一 O que? 一 A sugestão de Lourenço parecia absurda. 一 De jeito nenhum. Como eu vou explicar isso para a sociedade labramariana? O senhor por favor mantenha-se fazendo exatamente o que sempre fez: Nada.
一 Clara... 一 O homem estava sério.
一 Não tem "Clara". Se você queria ser pai de Leonardo, fizesse isso oito anos atrás, quando ele nasceu. 一 Clara, impassível, não vacilava durante um segundo sequer. 一 Agora, por favor, saia daqui. Você está tomando meu tempo.
Lourenço não tinha a menor pressa. Com o cigarro nos lábios, inspirou a fumaça e mais uma vez a soltou para o ambiente.
一 Por que a morte do velho te afetou tanto? 一 Questionou. 一 Você nem mesmo o amava. Disse-me isso inúmeras vezes.
一 Se você é incapaz de entender, então o seu coração já virou pedra. 一 Respondeu ela. 一 Agora vá! É surdo? Não te quero aqui!

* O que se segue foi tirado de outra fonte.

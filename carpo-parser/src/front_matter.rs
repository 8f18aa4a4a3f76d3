//! Front-matter extraction
//!
//! The front-matter is the first region bounded by a line consisting solely
//! of `---` and the nearest following such line. Inside it we read one
//! `title:` line and any number of bulleted sections:
//!
//!     questions:
//!     - What is a variable?
//!     - How do I print?
//!
//! Section values are kept raw, `- ` markers included; rendering decides
//! what to do with them. Double quotes are stripped from the whole interior
//! before any field is read, matching how episode titles are usually quoted.

use crate::error::ParseError;
use once_cell::sync::Lazy;
use regex::Regex;
use serde::Serialize;
use std::ops::Range;

/// Lazy-compiled regex for the delimited front-matter region. Lazy `.+?`
/// keeps the match bounded by the first closing delimiter. The block group
/// stops at the closing `---`; the newline after it is matched but not
/// captured, so it survives replacement as a separator.
static FRONT_MATTER_REGEX: Lazy<Regex> =
    Lazy::new(|| Regex::new(r"(?sm)^(---\n(.+?)\n^---)\n").unwrap());

/// Lazy-compiled regex for the title line inside the front-matter.
static TITLE_REGEX: Lazy<Regex> = Lazy::new(|| Regex::new(r"(?m)^title: (.+)").unwrap());

/// Lazy-compiled regex for a bulleted section: a bare `key:` line, the
/// remainder of the following line, and every immediately subsequent `- `
/// line.
static SECTION_REGEX: Lazy<Regex> =
    Lazy::new(|| Regex::new(r"(?m)^([A-Za-z]+):\n(.*(?:\n- .*)*)").unwrap());

/// One bulleted front-matter section, value kept verbatim
#[derive(Debug, Clone, PartialEq, Eq, Serialize)]
pub struct Section {
    pub name: String,
    /// Raw bullet lines, `- ` markers included
    pub bullets: String,
}

/// Parsed episode front-matter
#[derive(Debug, Clone, PartialEq, Eq, Serialize)]
pub struct FrontMatter {
    pub title: String,
    /// Sections in order of appearance
    pub sections: Vec<Section>,
}

impl FrontMatter {
    /// Extract the front-matter from an episode source buffer.
    ///
    /// Returns the parsed front-matter together with the byte span of the
    /// delimited block, both `---` lines included. The newline after the
    /// closing delimiter is outside the span, so callers splicing a
    /// replacement in keep the blank separation that follows the block.
    pub fn extract(source: &str) -> Result<(FrontMatter, Range<usize>), ParseError> {
        let caps = FRONT_MATTER_REGEX
            .captures(source)
            .ok_or(ParseError::MissingFrontMatter)?;
        let whole = caps.get(1).ok_or(ParseError::MissingFrontMatter)?;
        let interior = caps
            .get(2)
            .ok_or(ParseError::MissingFrontMatter)?
            .as_str()
            .replace('"', "");

        let title = TITLE_REGEX
            .captures(&interior)
            .and_then(|c| c.get(1))
            .map(|m| m.as_str().to_string())
            .ok_or(ParseError::MissingTitle)?;

        let sections = SECTION_REGEX
            .captures_iter(&interior)
            .map(|c| Section {
                name: c[1].to_string(),
                bullets: c[2].to_string(),
            })
            .collect();

        Ok((FrontMatter { title, sections }, whole.range()))
    }

    /// Look up a section by name. Duplicate names overwrite, so the last
    /// occurrence wins.
    pub fn section(&self, name: &str) -> Option<&str> {
        self.sections
            .iter()
            .rev()
            .find(|s| s.name == name)
            .map(|s| s.bullets.as_str())
    }

    /// Like [`section`](Self::section), but a missing section is an error.
    pub fn require(&self, name: &str) -> Result<&str, ParseError> {
        self.section(name)
            .ok_or_else(|| ParseError::MissingSection(name.to_string()))
    }
}

#[cfg(test)]
mod tests {
    use super::*;
    use rstest::rstest;

    const EPISODE: &str = "---\n\
title: \"Intro\"\n\
teaching: 10\n\
questions:\n\
- What is X?\n\
- Why X?\n\
objectives:\n\
- Learn X\n\
keypoints:\n\
- X is useful\n\
---\n\
\n\
Body text.\n";

    #[test]
    fn extracts_title_and_sections() {
        let (fm, span) = FrontMatter::extract(EPISODE).unwrap();
        assert_eq!(fm.title, "Intro");
        assert_eq!(fm.section("questions"), Some("- What is X?\n- Why X?"));
        assert_eq!(fm.section("objectives"), Some("- Learn X"));
        assert_eq!(fm.section("keypoints"), Some("- X is useful"));
        assert_eq!(span.start, 0);
        assert!(EPISODE[span.clone()].starts_with("---\ntitle:"));
        assert!(EPISODE[span.clone()].ends_with("\n---"));
        // The newline after the closing delimiter stays outside the span
        assert_eq!(&EPISODE[span.end..span.end + 1], "\n");
    }

    #[test]
    fn strips_quotes_from_interior() {
        let src = "---\ntitle: \"Quoted \"Title\"\"\nquestions:\n- q\n---\n";
        let (fm, _) = FrontMatter::extract(src).unwrap();
        assert_eq!(fm.title, "Quoted Title");
    }

    #[test]
    fn section_order_is_preserved() {
        let (fm, _) = FrontMatter::extract(EPISODE).unwrap();
        let names: Vec<_> = fm.sections.iter().map(|s| s.name.as_str()).collect();
        assert_eq!(names, ["questions", "objectives", "keypoints"]);
    }

    #[test]
    fn duplicate_section_last_wins() {
        let src = "---\ntitle: t\nquestions:\n- first\nquestions:\n- second\n---\n";
        let (fm, _) = FrontMatter::extract(src).unwrap();
        assert_eq!(fm.section("questions"), Some("- second"));
    }

    #[test]
    fn stops_at_first_closing_delimiter() {
        let src = "---\ntitle: t\nquestions:\n- q\n---\n\nprose\n\n---\n";
        let (_, span) = FrontMatter::extract(src).unwrap();
        assert_eq!(&src[span], "---\ntitle: t\nquestions:\n- q\n---");
    }

    #[rstest]
    #[case::no_delimiters("no delimiters here\n", ParseError::MissingFrontMatter)]
    #[case::unclosed("---\ntitle: t\nquestions:\n- q\n", ParseError::MissingFrontMatter)]
    #[case::no_title("---\nquestions:\n- q\n---\n", ParseError::MissingTitle)]
    fn extraction_errors(#[case] source: &str, #[case] expected: ParseError) {
        assert_eq!(FrontMatter::extract(source).unwrap_err(), expected);
    }

    #[test]
    fn require_reports_section_name() {
        let (fm, _) = FrontMatter::extract(EPISODE).unwrap();
        assert_eq!(
            fm.require("challenges").unwrap_err(),
            ParseError::MissingSection("challenges".to_string())
        );
    }
}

一 Por acaso, Clarinha... 一 Há muito tempo que ele não a chamava assim. Era um apelido carinhoso de anos atrás. 一 Você já amou alguém que não fosse a si própria?
Clara engoliu em seco.
一 Eu lá lhe devo satisfações? 一 No entanto, o questionamento havia abalado suas estruturas. 一 Vá embora, Lourenço, antes que eu chame os seguranças para tirá-lo daqui!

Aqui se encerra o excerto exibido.